As a young boy, Watkins and his family met Martin Luther King's family through their church. Watkins was eight years old when he met King, who served as the family's pastor. From that point on, he became invested in the civil rights movement, and spent the rest of his life fighting for other fellow African Americans and other minorities who were struggling in their advance in the medical field. In 1955, when Watkins was only 11 years old, he took part in the Montgomery bus boycott that took place after the bus incident with Rosa Parks. He also worked closely with King, serving as a volunteer driver for the civil rights leader. Later in his life, he was selected to serve on the admissions board at Johns Hopkins University where he spent his last years making the school more fair to all ethnicities, especially minorities. He improved conditions at the school so much that between the years of 1978 and 1983, the school's population of African American students increased 5-fold.
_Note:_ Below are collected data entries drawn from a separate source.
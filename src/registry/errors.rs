//! # Validation Errors

use thiserror::Error;

/// Result type for boundary validation
pub type ValidationResult<T> = Result<T, ValidationError>;

/// Input rejected before any mutation is admitted.
///
/// Every variant names the offending token, field or identifier.
#[derive(Debug, Clone, PartialEq, Eq, Error)]
pub enum ValidationError {
    #[error("Unknown fact token(s): {}", .tokens.join(", "))]
    UnknownFactTokens { tokens: Vec<String> },

    #[error("Unknown action token: {token}")]
    UnknownActionToken { token: String },

    #[error("Malformed outcome '{outcome}': expected Kind(Action) with Kind in Obligated, Allowed, Disallowed, Rejected")]
    MalformedOutcome { outcome: String },

    #[error("Outcome '{outcome}' names an unknown action token: {action}")]
    UnknownOutcomeAction { outcome: String, action: String },

    #[error("Field '{field}' must not be empty")]
    EmptyIdentifier { field: &'static str },

    #[error("Field '{field}' must contain at least one token")]
    EmptyTokenSet { field: &'static str },

    #[error("Duplicate rule_id(s) in input: {}", .ids.join(", "))]
    DuplicateRuleIds { ids: Vec<String> },

    #[error("Action {action} cannot be declared incompatible with itself")]
    SelfIncompatibility { action: String },
}

impl ValidationError {
    /// Stable error code
    pub fn code(&self) -> &'static str {
        match self {
            ValidationError::UnknownFactTokens { .. } => "KERNEL_UNKNOWN_FACT_TOKEN",
            ValidationError::UnknownActionToken { .. } => "KERNEL_UNKNOWN_ACTION_TOKEN",
            ValidationError::MalformedOutcome { .. } => "KERNEL_MALFORMED_OUTCOME",
            ValidationError::UnknownOutcomeAction { .. } => "KERNEL_UNKNOWN_OUTCOME_ACTION",
            ValidationError::EmptyIdentifier { .. } => "KERNEL_EMPTY_IDENTIFIER",
            ValidationError::EmptyTokenSet { .. } => "KERNEL_EMPTY_TOKEN_SET",
            ValidationError::DuplicateRuleIds { .. } => "KERNEL_DUPLICATE_RULE_IDS",
            ValidationError::SelfIncompatibility { .. } => "KERNEL_SELF_INCOMPATIBILITY",
        }
    }

    /// Get HTTP status code
    pub fn status_code(&self) -> u16 {
        422
    }
}

#[cfg(test)]
mod tests {
    use super::*;

    #[test]
    fn test_messages_name_the_offender() {
        let err = ValidationError::UnknownFactTokens {
            tokens: vec!["Dx.Nope".into(), "Ctx.Nope".into()],
        };
        assert!(err.to_string().contains("Dx.Nope, Ctx.Nope"));
        assert_eq!(err.status_code(), 422);

        let err = ValidationError::EmptyIdentifier { field: "rule_id" };
        assert!(err.to_string().contains("rule_id"));
        assert_eq!(err.code(), "KERNEL_EMPTY_IDENTIFIER");
    }
}
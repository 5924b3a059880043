use thiserror::Error;

use crate::registry::ValidationError;
use crate::store::{StoreError, VerificationState};

pub type RetrievalResult<T> = Result<T, RetrievalError>;

#[derive(Debug, Clone, PartialEq, Eq, Error)]
pub enum RetrievalError {
    #[error("Runtime ruleset is not verified (status: {}). Publish a snapshot with verification enabled to activate it.", .status.as_str())]
    NotVerified { status: VerificationState },

    #[error(transparent)]
    Validation(#[from] ValidationError),

    #[error(transparent)]
    Store(#[from] StoreError),
}

impl RetrievalError {
    pub fn code(&self) -> &'static str {
        match self {
            RetrievalError::NotVerified { .. } => "KERNEL_RUNTIME_NOT_VERIFIED",
            RetrievalError::Validation(e) => e.code(),
            RetrievalError::Store(e) => e.code(),
        }
    }

    pub fn status_code(&self) -> u16 {
        match self {
            RetrievalError::NotVerified { .. } => 412,
            RetrievalError::Validation(e) => e.status_code(),
            RetrievalError::Store(e) => e.status_code(),
        }
    }
}
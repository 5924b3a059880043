//! Premise → verdict rules (hyperedges).

use std::collections::BTreeSet;

use serde::{Deserialize, Serialize};

use super::verdict::Verdict;

/// A single rule: when every premise holds, the outcome applies.
///
/// Identity is `rule_id`. Rules are immutable once constructed; edits
/// replace the whole rule.
#[derive(Debug, Clone, PartialEq, Eq, Serialize, Deserialize)]
pub struct Rule {
    rule_id: String,
    premises: BTreeSet<String>,
    outcome: String,
    #[serde(default)]
    note: String,
}

/// Explanation of how a rule relates to a fact set.
#[derive(Debug, Clone, PartialEq, Eq, Serialize, Deserialize)]
pub struct RuleMatch {
    pub is_matched: bool,
    pub matching_premises: Vec<String>,
    pub missing_premises: Vec<String>,
}

impl Rule {
    pub fn new<I, S>(
        rule_id: impl Into<String>,
        premises: I,
        outcome: impl Into<String>,
        note: impl Into<String>,
    ) -> Self
    where
        I: IntoIterator<Item = S>,
        S: Into<String>,
    {
        Self {
            rule_id: rule_id.into(),
            premises: premises.into_iter().map(Into::into).collect(),
            outcome: outcome.into(),
            note: note.into(),
        }
    }

    pub fn rule_id(&self) -> &str {
        &self.rule_id
    }

    pub fn premises(&self) -> &BTreeSet<String> {
        &self.premises
    }

    pub fn outcome(&self) -> &str {
        &self.outcome
    }

    pub fn note(&self) -> &str {
        &self.note
    }

    /// Parsed outcome, or `None` when the outcome is not `Kind(Action)`.
    pub fn verdict(&self) -> Option<Verdict> {
        Verdict::parse(&self.outcome)
    }

    /// True iff every premise is in `facts`.
    pub fn applies_to(&self, facts: &BTreeSet<String>) -> bool {
        self.premises.is_subset(facts)
    }

    /// Splits premises into matching and missing for the given fact set.
    ///
    /// The split is always reported, whether or not the rule matches.
    pub fn matches(&self, facts: &BTreeSet<String>) -> RuleMatch {
        let (matching, missing): (Vec<&String>, Vec<&String>) =
            self.premises.iter().partition(|p| facts.contains(*p));
        RuleMatch {
            is_matched: missing.is_empty(),
            matching_premises: matching.into_iter().cloned().collect(),
            missing_premises: missing.into_iter().cloned().collect(),
        }
    }
}

#[cfg(test)]
mod tests {
    use super::*;

    fn facts(items: &[&str]) -> BTreeSet<String> {
        items.iter().map(|s| s.to_string()).collect()
    }

    #[test]
    fn test_premises_are_deduplicated_and_sorted() {
        let rule = Rule::new("r", ["Dx.B", "Dx.A", "Dx.B"], "Allowed(Action.X)", "");
        let premises: Vec<&str> = rule.premises().iter().map(String::as_str).collect();
        assert_eq!(premises, vec!["Dx.A", "Dx.B"]);
    }

    #[test]
    fn test_match_reports_split_when_unmatched() {
        let rule = Rule::new("r", ["Dx.A", "Ctx.GA_>=34w"], "Obligated(Action.X)", "");
        let m = rule.matches(&facts(&["Dx.A", "Dx.Other"]));
        assert!(!m.is_matched);
        assert_eq!(m.matching_premises, vec!["Dx.A"]);
        assert_eq!(m.missing_premises, vec!["Ctx.GA_>=34w"]);
    }

    #[test]
    fn test_match_when_premises_subset() {
        let rule = Rule::new("r", ["Dx.A"], "Obligated(Action.X)", "");
        let m = rule.matches(&facts(&["Dx.A", "Dx.B"]));
        assert!(m.is_matched);
        assert!(m.missing_premises.is_empty());
        assert!(rule.applies_to(&facts(&["Dx.A"])));
    }

    #[test]
    fn test_empty_premises_always_match() {
        let rule = Rule::new("r", Vec::<String>::new(), "Allowed(Action.X)", "");
        assert!(rule.matches(&BTreeSet::new()).is_matched);
    }

    #[test]
    fn test_unparseable_outcome_has_no_verdict() {
        let rule = Rule::new("r", ["Dx.A"], "do something", "");
        assert!(rule.verdict().is_none());
    }
}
Watkins acted as an adviser to several important African American figures, such as James E. K. Hildreth and Selwyn M. Vickers. Hildreth was the dean of the College of Biological Sciences at UC Davis and is also an immunologist who spent much of his career helping with AIDS research. Vickers acted as the first African American dean of the School of Medicine at the University of Alabama at Birmingham.

==Death and legacy==
Watkins died in Baltimore on April 11, 2015, at the age of 70, due to a heart attack and subsequent stroke. Vanderbilt University established the Levi Watkins Jr., M.D. Chair in his honor on April 30. A lecture series called the Levi Watkins Jr., M.D. Lecture on Diversity in Medical Education was named after him in 2002, and is held each year at Vanderbilt University. Students and faculty receive rewards based on their efforts in creating communities for minorities at the university. A plaque with his picture and description of his life is installed at The Marble Fountain in Patterson Park, in Baltimore. The Johns Hopkins Hospital renamed the Outpatient Center on the East Baltimore campus to the Levi Watkins Jr. Outpatient Center in June, 2023.

Today, much of his work is still represented in the field of medicine. Watkins contributed to the advancement of surgical techniques and to the defibrillator, which are all still used today. In addition, his work on angiotensin blockers has helped many patients in need of treatment for congestive heart failure, even those who are unable to tolerate other drugs.